» DATASET CONTENT:
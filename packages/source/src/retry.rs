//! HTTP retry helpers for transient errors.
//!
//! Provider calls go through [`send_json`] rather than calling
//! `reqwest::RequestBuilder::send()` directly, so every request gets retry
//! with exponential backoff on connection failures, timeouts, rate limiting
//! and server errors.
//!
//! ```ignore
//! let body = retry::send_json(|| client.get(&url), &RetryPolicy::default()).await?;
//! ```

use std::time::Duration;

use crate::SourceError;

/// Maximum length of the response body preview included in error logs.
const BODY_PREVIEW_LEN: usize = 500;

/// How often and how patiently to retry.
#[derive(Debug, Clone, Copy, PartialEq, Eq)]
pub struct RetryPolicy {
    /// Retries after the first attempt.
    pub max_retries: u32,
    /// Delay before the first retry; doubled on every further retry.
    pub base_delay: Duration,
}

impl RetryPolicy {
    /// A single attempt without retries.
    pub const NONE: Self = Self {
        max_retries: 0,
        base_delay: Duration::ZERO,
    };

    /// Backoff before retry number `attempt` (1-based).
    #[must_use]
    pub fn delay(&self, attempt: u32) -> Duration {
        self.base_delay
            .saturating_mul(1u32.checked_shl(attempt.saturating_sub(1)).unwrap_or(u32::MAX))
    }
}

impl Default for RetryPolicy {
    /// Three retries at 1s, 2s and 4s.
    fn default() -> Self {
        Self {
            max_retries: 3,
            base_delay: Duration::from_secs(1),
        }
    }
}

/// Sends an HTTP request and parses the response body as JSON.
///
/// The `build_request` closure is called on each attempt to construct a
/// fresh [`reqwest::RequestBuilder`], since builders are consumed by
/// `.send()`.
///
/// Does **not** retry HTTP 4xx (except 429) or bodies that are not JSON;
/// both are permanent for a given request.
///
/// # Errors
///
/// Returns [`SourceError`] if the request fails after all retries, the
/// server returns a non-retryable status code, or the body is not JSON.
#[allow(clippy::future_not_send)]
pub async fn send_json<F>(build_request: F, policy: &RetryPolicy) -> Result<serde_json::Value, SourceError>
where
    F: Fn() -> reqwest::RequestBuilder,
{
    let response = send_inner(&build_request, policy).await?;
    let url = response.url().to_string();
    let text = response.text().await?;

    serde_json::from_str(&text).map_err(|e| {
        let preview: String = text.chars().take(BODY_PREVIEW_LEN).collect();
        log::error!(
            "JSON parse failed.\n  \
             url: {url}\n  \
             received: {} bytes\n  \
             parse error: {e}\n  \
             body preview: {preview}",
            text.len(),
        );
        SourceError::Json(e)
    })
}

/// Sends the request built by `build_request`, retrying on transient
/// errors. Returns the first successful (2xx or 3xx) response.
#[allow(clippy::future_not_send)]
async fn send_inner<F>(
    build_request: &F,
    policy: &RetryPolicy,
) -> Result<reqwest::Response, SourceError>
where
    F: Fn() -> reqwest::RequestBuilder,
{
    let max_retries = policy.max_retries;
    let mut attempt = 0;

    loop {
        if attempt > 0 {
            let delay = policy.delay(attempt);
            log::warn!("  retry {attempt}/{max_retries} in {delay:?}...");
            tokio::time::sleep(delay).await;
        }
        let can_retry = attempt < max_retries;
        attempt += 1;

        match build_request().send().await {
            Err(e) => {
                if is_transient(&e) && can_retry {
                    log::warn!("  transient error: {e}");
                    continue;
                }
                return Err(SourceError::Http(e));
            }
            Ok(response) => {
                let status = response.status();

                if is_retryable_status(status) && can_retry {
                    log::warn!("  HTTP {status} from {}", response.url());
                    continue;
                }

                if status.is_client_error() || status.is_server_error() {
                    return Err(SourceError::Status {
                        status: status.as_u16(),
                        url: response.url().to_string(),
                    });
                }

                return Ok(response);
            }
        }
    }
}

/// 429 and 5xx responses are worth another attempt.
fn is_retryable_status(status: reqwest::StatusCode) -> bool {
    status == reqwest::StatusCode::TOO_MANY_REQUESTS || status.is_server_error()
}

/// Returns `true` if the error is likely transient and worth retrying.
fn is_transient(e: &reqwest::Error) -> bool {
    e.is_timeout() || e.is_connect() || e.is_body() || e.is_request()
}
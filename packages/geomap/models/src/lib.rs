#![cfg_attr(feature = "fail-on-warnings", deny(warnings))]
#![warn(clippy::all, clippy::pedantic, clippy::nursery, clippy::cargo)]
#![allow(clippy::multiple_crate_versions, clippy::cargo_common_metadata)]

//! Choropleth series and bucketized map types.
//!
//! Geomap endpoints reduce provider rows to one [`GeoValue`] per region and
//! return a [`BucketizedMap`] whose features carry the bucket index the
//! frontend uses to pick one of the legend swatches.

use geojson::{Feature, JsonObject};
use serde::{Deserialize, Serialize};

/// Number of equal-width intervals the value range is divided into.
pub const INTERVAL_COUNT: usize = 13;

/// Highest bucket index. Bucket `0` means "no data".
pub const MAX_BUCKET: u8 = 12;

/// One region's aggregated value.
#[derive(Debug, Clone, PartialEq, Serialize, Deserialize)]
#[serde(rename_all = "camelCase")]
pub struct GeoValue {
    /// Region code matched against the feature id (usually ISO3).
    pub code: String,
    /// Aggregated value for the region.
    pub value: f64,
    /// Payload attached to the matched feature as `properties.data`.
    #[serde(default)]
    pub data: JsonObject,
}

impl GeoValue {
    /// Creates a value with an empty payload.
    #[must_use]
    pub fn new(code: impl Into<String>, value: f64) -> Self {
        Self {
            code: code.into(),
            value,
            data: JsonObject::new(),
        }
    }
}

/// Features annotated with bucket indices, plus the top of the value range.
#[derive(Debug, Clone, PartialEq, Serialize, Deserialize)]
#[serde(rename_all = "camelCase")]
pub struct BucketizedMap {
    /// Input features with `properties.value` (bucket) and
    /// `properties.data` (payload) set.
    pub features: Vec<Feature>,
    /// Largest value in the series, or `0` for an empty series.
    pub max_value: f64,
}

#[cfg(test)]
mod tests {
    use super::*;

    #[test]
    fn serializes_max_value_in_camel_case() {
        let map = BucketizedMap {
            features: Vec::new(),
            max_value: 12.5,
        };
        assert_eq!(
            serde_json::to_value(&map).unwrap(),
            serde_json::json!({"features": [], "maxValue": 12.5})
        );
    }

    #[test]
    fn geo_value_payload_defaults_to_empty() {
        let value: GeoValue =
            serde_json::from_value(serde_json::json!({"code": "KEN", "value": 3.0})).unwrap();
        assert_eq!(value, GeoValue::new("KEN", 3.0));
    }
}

» WORK INSTRUCTION: State how many lines of the records above hold the word "impl", adding nothing beyond the number.

» SOLUTION TO THE PROBLEM: 4